Oh, what a good point. Less of a chance of it falling to pieces if it's frozen. I may just start freezing my cakes just for that.

HelenM2002 Posted 28 Jul 2009 , 3:26pm
post #15 of 25

Quietude, when I freeze cupcakes, I put them in a single layer in a large freezer bag, and then stack the bags inside a box so they don't get squished.

I also let my cakes cool completely, then wrap in plastic, then in foil & then in a plastic bag. My husband never uses our spare freezer, so I don't worry about stuff getting squished.

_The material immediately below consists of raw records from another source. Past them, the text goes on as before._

// src/core/model.rs
//! Value types produced by one analysis pass.
//!
//! Everything here is constructed once and never mutated afterwards; a
//! re-parse of changed content yields new values with a new hash.

use std::collections::BTreeMap;
use serde::{Serialize, Deserialize};

/// Direction of a workflow argument
#[derive(Debug, Clone, Copy, PartialEq, Eq, Hash, PartialOrd, Ord, Serialize, Deserialize)]
#[serde(rename_all = "lowercase")]
pub enum Direction {
    In,
    Out,
    InOut,
}

impl Direction {
    pub fn as_str(&self) -> &'static str {
        match self {
            Direction::In => "in",
            Direction::Out => "out",
            Direction::InOut => "inout",
        }
    }
}

/// Argument declared in the workflow's member section
#[derive(Debug, Clone, PartialEq, Eq, Serialize, Deserialize)]
#[serde(rename_all = "camelCase")]
pub struct Argument {
    pub name: String,
    /// Full type signature as written, e.g. `InArgument(x:String)`
    #[serde(rename = "type")]
    pub type_name: String,
    pub direction: Direction,
    pub annotation: Option<String>,
    pub default_value: Option<String>,
}

/// Variable declared in some activity scope
#[derive(Debug, Clone, PartialEq, Eq, Serialize, Deserialize)]
#[serde(rename_all = "camelCase")]
pub struct Variable {
    pub name: String,
    #[serde(rename = "type")]
    pub type_name: String,
    /// `nodeId` of the nearest enclosing scope
    pub scope_id: String,
    pub default_value: Option<String>,
}

/// Value of one activity property
#[derive(Debug, Clone, PartialEq, Eq, Serialize, Deserialize)]
#[serde(tag = "kind", content = "value", rename_all = "camelCase")]
pub enum PropertyValue {
    Literal(String),
    Expression(String),
    Nested(BTreeMap<String, PropertyValue>),
}

impl PropertyValue {
    /// Flat string form, `None` for nested values
    pub fn as_text(&self) -> Option<&str> {
        match self {
            PropertyValue::Literal(s) | PropertyValue::Expression(s) => Some(s),
            PropertyValue::Nested(_) => None,
        }
    }

    pub fn is_expression(&self) -> bool {
        matches!(self, PropertyValue::Expression(_))
    }
}

/// One element of the activity hierarchy
#[derive(Debug, Clone, PartialEq, Eq, Serialize, Deserialize)]
#[serde(rename_all = "camelCase")]
pub struct ActivityNode {
    /// Local tag name, namespace prefix removed
    pub tag: String,
    /// Sibling-indexed locator, e.g. `Sequence[0]/If[1]/Then/Assign[0]`
    pub node_id: String,
    pub display_name: Option<String>,
    pub annotation: Option<String>,
    pub is_visual: bool,
    pub properties: BTreeMap<String, PropertyValue>,
    pub children: Vec<ActivityNode>,
}

impl ActivityNode {
    /// Pre-order iterator over this node and all descendants
    pub fn iter(&self) -> ActivityIter<'_> {
        ActivityIter { stack: vec![self] }
    }

    pub fn find(&self, node_id: &str) -> Option<&ActivityNode> {
        self.iter().find(|node| node.node_id == node_id)
    }

    pub fn count(&self) -> usize {
        self.iter().count()
    }

    pub fn visual_count(&self) -> usize {
        self.iter().filter(|node| node.is_visual).count()
    }
}

pub struct ActivityIter<'a> {
    stack: Vec<&'a ActivityNode>,
}

impl<'a> Iterator for ActivityIter<'a> {
    type Item = &'a ActivityNode;

    fn next(&mut self) -> Option<Self::Item> {
        let node = self.stack.pop()?;
        self.stack.extend(node.children.iter().rev());
        Some(node)
    }
}

/// How an invocation target was classified
#[derive(Debug, Clone, Copy, PartialEq, Eq, Hash, PartialOrd, Ord, Serialize, Deserialize)]
#[serde(rename_all = "kebab-case")]
pub enum InvocationKind {
    Literal,
    Dynamic,
    Missing,
    ExternalNonMarkup,
}

/// A statement in one document that names another unit to run
#[derive(Debug, Clone, PartialEq, Eq, Serialize, Deserialize)]
#[serde(rename_all = "camelCase")]
pub struct InvocationStatement {
    pub source_node_id: String,
    /// Target exactly as written in the document
    pub raw_target: String,
    pub kind: InvocationKind,
    /// Set only for literal targets that resolved to a known document
    pub resolved_target_path: Option<String>,
    pub passed_arguments: BTreeMap<String, String>,
}

/// Parsed form of one workflow document
#[derive(Debug, Clone, PartialEq, Eq, Serialize, Deserialize)]
#[serde(rename_all = "camelCase")]
pub struct WorkflowDocument {
    pub logical_path: String,
    /// Full hex SHA-256 of the normalized structural content
    pub content_hash: String,
    pub arguments: Vec<Argument>,
    pub variables: Vec<Variable>,
    pub activities: ActivityNode,
    pub invocations: Vec<InvocationStatement>,
    pub root_annotation: Option<String>,
    pub display_name: Option<String>,
    pub expression_language: String,
    /// Declared namespace prefixes; informational, not hashed
    pub namespaces: BTreeMap<String, String>,
}

impl WorkflowDocument {
    pub fn invocation_at(&self, node_id: &str) -> Option<&InvocationStatement> {
        self.invocations.iter().find(|inv| inv.source_node_id == node_id)
    }

    pub fn argument(&self, name: &str) -> Option<&Argument> {
        self.arguments.iter().find(|arg| arg.name == name)
    }
}

#[derive(Debug, Clone, Copy, PartialEq, Eq, PartialOrd, Ord, Serialize, Deserialize)]
#[serde(rename_all = "lowercase")]
pub enum Severity {
    Info,
    Warning,
    Fatal,
}

/// Non-fatal (or, for `Fatal`, document-excluding) parse finding
#[derive(Debug, Clone, PartialEq, Eq, Serialize, Deserialize)]
#[serde(rename_all = "camelCase")]
pub struct Diagnostic {
    pub severity: Severity,
    /// Locator of the element the finding is about, when known
    pub location: Option<String>,
    pub message: String,
}

impl Diagnostic {
    pub fn warning(location: impl Into<String>, message: impl Into<String>) -> Self {
        Self {
            severity: Severity::Warning,
            location: Some(location.into()),
            message: message.into(),
        }
    }

    pub fn info(location: impl Into<String>, message: impl Into<String>) -> Self {
        Self {
            severity: Severity::Info,
            location: Some(location.into()),
            message: message.into(),
        }
    }

    pub fn fatal(message: impl Into<String>) -> Self {
        Self {
            severity: Severity::Fatal,
            location: None,
            message: message.into(),
        }
    }
}

/// Result of parsing one document
#[derive(Debug, Clone, PartialEq, Eq, Serialize, Deserialize)]
#[serde(tag = "status", rename_all = "camelCase")]
pub enum ParseOutcome {
    Parsed {
        document: WorkflowDocument,
        diagnostics: Vec<Diagnostic>,
    },
    /// The root could not be parsed; no partial tree is produced
    Fatal {
        logical_path: String,
        diagnostics: Vec<Diagnostic>,
    },
}

impl ParseOutcome {
    pub fn document(&self) -> Option<&WorkflowDocument> {
        match self {
            ParseOutcome::Parsed { document, .. } => Some(document),
            ParseOutcome::Fatal { .. } => None,
        }
    }

    pub fn into_document(self) -> Option<WorkflowDocument> {
        match self {
            ParseOutcome::Parsed { document, .. } => Some(document),
            ParseOutcome::Fatal { .. } => None,
        }
    }

    pub fn diagnostics(&self) -> &[Diagnostic] {
        match self {
            ParseOutcome::Parsed { diagnostics, .. } | ParseOutcome::Fatal { diagnostics, .. } => {
                diagnostics
            }
        }
    }

    pub fn is_fatal(&self) -> bool {
        matches!(self, ParseOutcome::Fatal { .. })
    }
}

#[cfg(test)]
mod tests {
    use super::*;

    fn leaf(tag: &str, node_id: &str) -> ActivityNode {
        ActivityNode {
            tag: tag.to_string(),
            node_id: node_id.to_string(),
            display_name: None,
            annotation: None,
            is_visual: true,
            properties: BTreeMap::new(),
            children: Vec::new(),
        }
    }

    #[test]
    fn test_iter_is_preorder() {
        let mut root = leaf("Sequence", "Sequence[0]");
        let mut branch = leaf("If", "Sequence[0]/If[0]");
        branch.children.push(leaf("Assign", "Sequence[0]/If[0]/Assign[0]"));
        root.children.push(branch);
        root.children.push(leaf("LogMessage", "Sequence[0]/LogMessage[0]"));

        let ids: Vec<&str> = root.iter().map(|n| n.node_id.as_str()).collect();
        assert_eq!(
            ids,
            vec![
                "Sequence[0]",
                "Sequence[0]/If[0]",
                "Sequence[0]/If[0]/Assign[0]",
                "Sequence[0]/LogMessage[0]",
            ]
        );
        assert_eq!(root.count(), 4);
        root.children[0].is_visual = false;
        assert_eq!(root.visual_count(), 3);
        assert!(root.find("Sequence[0]/If[0]/Assign[0]").is_some());
    }

    #[test]
    fn test_invocation_kind_serializes_kebab_case() {
        let json = serde_json::to_string(&InvocationKind::ExternalNonMarkup).unwrap();
        assert_eq!(json, "\"external-non-markup\"");
        let json = serde_json::to_string(&Direction::InOut).unwrap();
        assert_eq!(json, "\"inout\"");
    }

    #[test]
    fn test_property_value_text() {
        assert_eq!(PropertyValue::Literal("a".into()).as_text(), Some("a"));
        assert!(PropertyValue::Expression("[x]".into()).is_expression());
        assert_eq!(PropertyValue::Nested(BTreeMap::new()).as_text(), None);
    }
}
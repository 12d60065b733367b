// src/core/call_graph/entry_points.rs
use serde::{Serialize, Deserialize};

use crate::core::identity::normalize_logical_path;
use super::resolver::{PathIndex, PathMatch};

/// Why a declared entry point could not be turned into a root
#[derive(Debug, Clone, PartialEq, Eq, Serialize, Deserialize)]
#[serde(tag = "reason", rename_all = "camelCase")]
pub enum RootErrorKind {
    /// No parsed document matches the declared path
    NotFound,
    /// More than one document matches and none exactly
    Ambiguous { candidates: Vec<String> },
}

#[derive(Debug, Clone, PartialEq, Eq, Serialize, Deserialize)]
#[serde(rename_all = "camelCase")]
pub struct RootError {
    pub declared: String,
    #[serde(flatten)]
    pub kind: RootErrorKind,
}

/// How a declared entry point was matched to a document
#[derive(Debug, Clone, Copy, PartialEq, Eq, Serialize, Deserialize)]
#[serde(rename_all = "kebab-case")]
pub enum MatchType {
    Exact,
    CaseInsensitive,
    FileName,
}

#[derive(Debug, Clone, PartialEq, Eq, Serialize, Deserialize)]
#[serde(rename_all = "camelCase")]
pub struct EntryPoint {
    pub declared: String,
    pub logical_path: String,
    pub match_type: MatchType,
}

/// Matches declared entry-point paths against the parsed document set
pub struct EntryPointResolver<'a> {
    index: &'a PathIndex,
}

impl<'a> EntryPointResolver<'a> {
    pub fn new(index: &'a PathIndex) -> Self {
        Self { index }
    }

    /// Resolve every declared path. Duplicates (after matching) are kept once,
    /// in declaration order.
    pub fn resolve_all(&self, declared: &[String]) -> (Vec<EntryPoint>, Vec<RootError>) {
        let mut entry_points: Vec<EntryPoint> = Vec::new();
        let mut errors = Vec::new();

        for path in declared {
            match self.resolve(path) {
                Ok(entry) => {
                    if !entry_points.iter().any(|e| e.logical_path == entry.logical_path) {
                        entry_points.push(entry);
                    }
                }
                Err(error) => errors.push(error),
            }
        }

        (entry_points, errors)
    }

    /// Exact path, then a unique case-insensitive path, then a unique file name
    pub fn resolve(&self, declared: &str) -> Result<EntryPoint, RootError> {
        let normalized = normalize_logical_path(declared);
        let found = |logical_path: String, match_type| EntryPoint {
            declared: declared.to_string(),
            logical_path,
            match_type,
        };

        if self.index.contains(&normalized) {
            return Ok(found(normalized, MatchType::Exact));
        }

        match self.index.lookup_path(&normalized) {
            PathMatch::Found(path) => return Ok(found(path, MatchType::CaseInsensitive)),
            PathMatch::Ambiguous(candidates) => {
                return Err(RootError {
                    declared: declared.to_string(),
                    kind: RootErrorKind::Ambiguous { candidates },
                })
            }
            PathMatch::NotFound => {}
        }

        match self.index.lookup_file_name(&normalized) {
            PathMatch::Found(path) => Ok(found(path, MatchType::FileName)),
            PathMatch::Ambiguous(candidates) => Err(RootError {
                declared: declared.to_string(),
                kind: RootErrorKind::Ambiguous { candidates },
            }),
            PathMatch::NotFound => Err(RootError {
                declared: declared.to_string(),
                kind: RootErrorKind::NotFound,
            }),
        }
    }
}

#[cfg(test)]
mod tests {
    use super::*;

    fn index() -> PathIndex {
        PathIndex::new(["Main.xaml", "Flows/Process.xaml", "A/Init.xaml", "B/Init.xaml"])
    }

    #[test]
    fn test_exact_and_flexible_matches() {
        let index = index();
        let resolver = EntryPointResolver::new(&index);

        assert_eq!(resolver.resolve("Main.xaml").unwrap().match_type, MatchType::Exact);
        assert_eq!(resolver.resolve(".\\Main.xaml").unwrap().match_type, MatchType::Exact);

        let case = resolver.resolve("flows/PROCESS.xaml").unwrap();
        assert_eq!(case.logical_path, "Flows/Process.xaml");
        assert_eq!(case.match_type, MatchType::CaseInsensitive);

        let by_name = resolver.resolve("Process.xaml").unwrap();
        assert_eq!(by_name.logical_path, "Flows/Process.xaml");
        assert_eq!(by_name.match_type, MatchType::FileName);
    }

    #[test]
    fn test_ambiguous_and_missing_roots_are_errors() {
        let index = index();
        let resolver = EntryPointResolver::new(&index);

        let ambiguous = resolver.resolve("Init.xaml").unwrap_err();
        assert!(matches!(ambiguous.kind, RootErrorKind::Ambiguous { ref candidates } if candidates.len() == 2));

        let missing = resolver.resolve("Nope.xaml").unwrap_err();
        assert_eq!(missing.kind, RootErrorKind::NotFound);
    }

    #[test]
    fn test_resolve_all_deduplicates() {
        let index = index();
        let resolver = EntryPointResolver::new(&index);
        let declared = vec![
            "Main.xaml".to_string(),
            "main.xaml".to_string(),
            "Missing.xaml".to_string(),
        ];

        let (roots, errors) = resolver.resolve_all(&declared);
        assert_eq!(roots.len(), 1);
        assert_eq!(errors.len(), 1);
        assert_eq!(errors[0].declared, "Missing.xaml");
    }
}
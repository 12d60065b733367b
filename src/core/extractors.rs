// src/core/extractors.rs
//! Declaration and metadata extraction over a namespace-agnostic element tree.
//!
//! All matching is done on local names, so `x:Property`, `Property` and a
//! property under a re-versioned namespace URI are the same thing here.

use std::collections::BTreeMap;
use roxmltree::Node;

use crate::core::model::{Argument, Diagnostic, Direction, Variable};

const ANNOTATION_ATTRIBUTE: &str = "Annotation.AnnotationText";

/// Attribute value by local name, ignoring any namespace prefix
pub fn attr<'a, 'input>(node: Node<'a, 'input>, name: &str) -> Option<&'a str> {
    node.attributes()
        .find(|attribute| attribute.name() == name)
        .map(|attribute| attribute.value())
}

pub fn local_name<'a, 'input>(node: Node<'a, 'input>) -> &'a str {
    node.tag_name().name()
}

/// Concatenated text of all descendants, trimmed
pub fn inner_text(node: Node<'_, '_>) -> String {
    node.descendants()
        .filter(|n| n.is_text())
        .filter_map(|n| n.text())
        .collect::<String>()
        .trim()
        .to_string()
}

fn non_empty(value: Option<&str>) -> Option<String> {
    value
        .map(str::trim)
        .filter(|v| !v.is_empty())
        .map(str::to_string)
}

/// Annotation text with HTML entities decoded
pub fn annotation(node: Node<'_, '_>) -> Option<String> {
    attr(node, ANNOTATION_ATTRIBUTE)
        .filter(|text| !text.trim().is_empty())
        .map(|text| html_escape::decode_html_entities(text).into_owned())
}

pub fn direction_from_type(type_signature: &str) -> Direction {
    if type_signature.contains("InOutArgument") {
        Direction::InOut
    } else if type_signature.contains("OutArgument") {
        Direction::Out
    } else {
        Direction::In
    }
}

/// Arguments declared under the root's `Members` section
pub fn extract_arguments(root: Node<'_, '_>, diagnostics: &mut Vec<Diagnostic>) -> Vec<Argument> {
    let class_short = attr(root, "Class").map(|class| {
        class.rsplit('.').next().unwrap_or(class).to_string()
    });

    let mut arguments = Vec::new();

    let members = root
        .children()
        .filter(|n| n.is_element() && local_name(*n) == "Members");

    for section in members {
        for (index, property) in section
            .children()
            .filter(|n| n.is_element() && local_name(*n) == "Property")
            .enumerate()
        {
            let Some(name) = non_empty(attr(property, "Name")) else {
                diagnostics.push(Diagnostic::warning(
                    format!("Members/Property[{}]", index),
                    "argument declaration without a Name, skipped",
                ));
                continue;
            };

            let type_name = attr(property, "Type").unwrap_or_default().to_string();

            let default_value = non_empty(attr(property, "default"))
                .or_else(|| non_empty(attr(property, "Default")))
                .or_else(|| non_empty(Some(own_text(property).as_str())))
                .or_else(|| {
                    class_short.as_ref().and_then(|short| {
                        non_empty(attr(root, &format!("{}.{}", short, name)))
                    })
                });

            arguments.push(Argument {
                direction: direction_from_type(&type_name),
                annotation: annotation(property),
                name,
                type_name,
                default_value,
            });
        }
    }

    arguments
}

/// Text directly inside an element, ignoring nested elements
fn own_text(node: Node<'_, '_>) -> String {
    node.children()
        .filter(|n| n.is_text())
        .filter_map(|n| n.text())
        .collect::<String>()
}

/// Variables declared in one `*.Variables` section
pub fn extract_scope_variables(
    section: Node<'_, '_>,
    scope_id: &str,
    diagnostics: &mut Vec<Diagnostic>,
) -> Vec<Variable> {
    let mut variables = Vec::new();

    for (index, element) in section
        .children()
        .filter(|n| n.is_element() && local_name(*n) == "Variable")
        .enumerate()
    {
        let Some(name) = non_empty(attr(element, "Name")) else {
            diagnostics.push(Diagnostic::warning(
                format!("{}/Variables/Variable[{}]", scope_id, index),
                "variable declaration without a Name, skipped",
            ));
            continue;
        };

        let default_value = non_empty(attr(element, "Default")).or_else(|| {
            non_empty(Some(inner_text(element).as_str()))
        });

        variables.push(Variable {
            name,
            type_name: attr(element, "TypeArguments").unwrap_or("Object").to_string(),
            scope_id: scope_id.to_string(),
            default_value,
        });
    }

    variables
}

/// Delegate arguments (e.g. a loop's current item) declared under an action property
pub fn extract_delegate_arguments(property: Node<'_, '_>, scope_id: &str) -> Vec<Variable> {
    property
        .children()
        .filter(|n| {
            n.is_element()
                && matches!(local_name(*n), "DelegateInArgument" | "DelegateOutArgument")
        })
        .filter_map(|element| {
            let name = non_empty(attr(element, "Name"))?;
            Some(Variable {
                name,
                type_name: attr(element, "TypeArguments").unwrap_or("Object").to_string(),
                scope_id: scope_id.to_string(),
                default_value: None,
            })
        })
        .collect()
}

/// Annotation on the root, falling back to the first annotated `Sequence`
pub fn extract_root_annotation(root: Node<'_, '_>) -> Option<String> {
    annotation(root).or_else(|| {
        root.descendants()
            .filter(|n| n.is_element() && local_name(*n) == "Sequence")
            .find_map(annotation)
    })
}

pub fn extract_namespaces(root: Node<'_, '_>) -> BTreeMap<String, String> {
    root.namespaces()
        .map(|ns| (ns.name().unwrap_or_default().to_string(), ns.uri().to_string()))
        .collect()
}

pub fn extract_expression_language(root: Node<'_, '_>) -> String {
    let editor = root
        .attributes()
        .find(|a| a.name().starts_with("ExpressionActivityEditor"))
        .map(|a| a.value());

    if let Some(editor) = editor {
        return if editor.contains("C#") || editor.contains("CSharp") {
            "CSharp".to_string()
        } else {
            "VisualBasic".to_string()
        };
    }

    for node in root.descendants().filter(|n| n.is_element()) {
        let tag = local_name(node);
        if tag.starts_with("VisualBasic") {
            return "VisualBasic".to_string();
        }
        if tag.starts_with("CSharp") {
            return "CSharp".to_string();
        }
    }

    "VisualBasic".to_string()
}

/// Raw invocation target: first matching attribute, then a matching property element
pub fn extract_invocation_target(
    element: Node<'_, '_>,
    tag: &str,
    target_attributes: &[&str],
) -> Option<String> {
    for name in target_attributes {
        if let Some(value) = attr(element, name) {
            return Some(value.to_string());
        }
    }

    for name in target_attributes {
        let property_tag = format!("{}.{}", tag, name);
        if let Some(property) = element
            .children()
            .find(|n| n.is_element() && local_name(*n) == property_tag)
        {
            let text = inner_text(property);
            if !text.is_empty() {
                return Some(text);
            }
        }
    }

    None
}

/// Arguments handed to the invoked unit
pub fn extract_passed_arguments(element: Node<'_, '_>) -> BTreeMap<String, String> {
    let mut arguments = BTreeMap::new();

    for section in element.children().filter(|n| {
        n.is_element() && {
            let tag = local_name(*n);
            tag == "Arguments" || tag.ends_with(".Arguments")
        }
    }) {
        for entry in section.children().filter(|n| n.is_element()) {
            let Some(key) = attr(entry, "Key").filter(|k| !k.is_empty()) else {
                continue;
            };
            let value = attr(entry, "Value")
                .map(str::to_string)
                .unwrap_or_else(|| inner_text(entry));
            arguments.insert(key.to_string(), value);
        }
    }

    for attribute in element.attributes() {
        let name = attribute.name();
        if name.starts_with("arg_") || name.ends_with("Argument") {
            arguments.insert(name.to_string(), attribute.value().to_string());
        }
    }

    arguments
}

klallen21 Posted 28 Jul 2009 , 6:49pm
post #16 of 25

good info!

CarrieBear Posted 28 Jul 2009 , 11:22pm
post #17 of 25

after taking cakes out of oven I use the 20 minute rule.
keep them in the pan then flip them out so they dont fall apart, let them cool, seal tight in plastic wrap, then good cover with foil and I freeze upto a week before I need to use them.

anjaligg Posted 29 Jul 2009 , 12:34am
post #18 of 25

what is the 20 minute rule??

auntiecake Posted 29 Jul 2009 , 7:39am
post #19 of 25

I have heard 10 minutes before you remove them from the pan. I don't always do it, but the cake is more set and doesn't crack or crumble as easy. They are also easier to handle. If you level them in the pan then when you take them out of the pan they wont crack as easily also. I always use enough batter to make sure they rise a little above or even w/the pan. Leveling w/ the pan works great! Then I cover them w/the Sam's plastic and freeze for a week or less. I agree that works great as Indydebi said.

kjskid Posted 29 Jul 2009 , 12:26pm
post #20 of 25

Do you all ice them frozen or wait until they're thawed? Someone suggested I ice frozen, but when I tried that, it wept and them buttercream became too sticky to smooth done. Good thing it was just a practice cake!

indydebi Posted 29 Jul 2009 , 12:40pm
post #21 of 25

I crumb coat while partially frozen. I like them to sit and be complete thawed before I ice. If the cakes are cold or partially frozen, it inhibits the crusting process for me. I've read that many ice a cake while frozen with good results.

auntiecake Posted 29 Jul 2009 , 4:41pm
post #22 of 25
Quote:
Originally Posted by indydebi

I crumb coat while partially frozen. I like them to sit and be complete thawed before I ice. If the cakes are cold or partially frozen, it inhibits the crusting process for me. I've read that many ice a cake while frozen with good results.


I agree w/ indydebi! I have frosted when they are frozen and sometimes they get cracks in the icing from the expansion process when thawing. I have also found that if you use colored icing it will fade the icing color due to the moisture.

CarrieBear Posted 31 Jul 2009 , 12:50am
post #23 of 25
Quote:
Originally Posted by anjaligg

what is the 20 minute rule??




leave them in the pan for 20 min after baking before flipping them out so they have time to set and dont fall apart.
always seems to work for me. saw this suggestion some where out there on the net or you tube and seems to work so i use it.

sugarspice Posted 31 Jul 2009 , 1:21am
post #24 of 25

I just used a cake today from the freezer that had been in for 3 mos! It was wrapped in saran & then a ziploc freezer bag. I tasted it (sure it would be awful) and it was moist, no freezer burn. I filled it & used it for free samples-everyone thought it was great.

auntiecake Posted 31 Jul 2009 , 3:57am
post #25 of 25

I've always heard it was 10 minutes after baking before flipping them out! When did they add the other 10 minutes? 10 works great for me! By 20 minutes isn't it getting
SOMEWHAT cooled down. I guess it would depend on how you treated you pan before baking!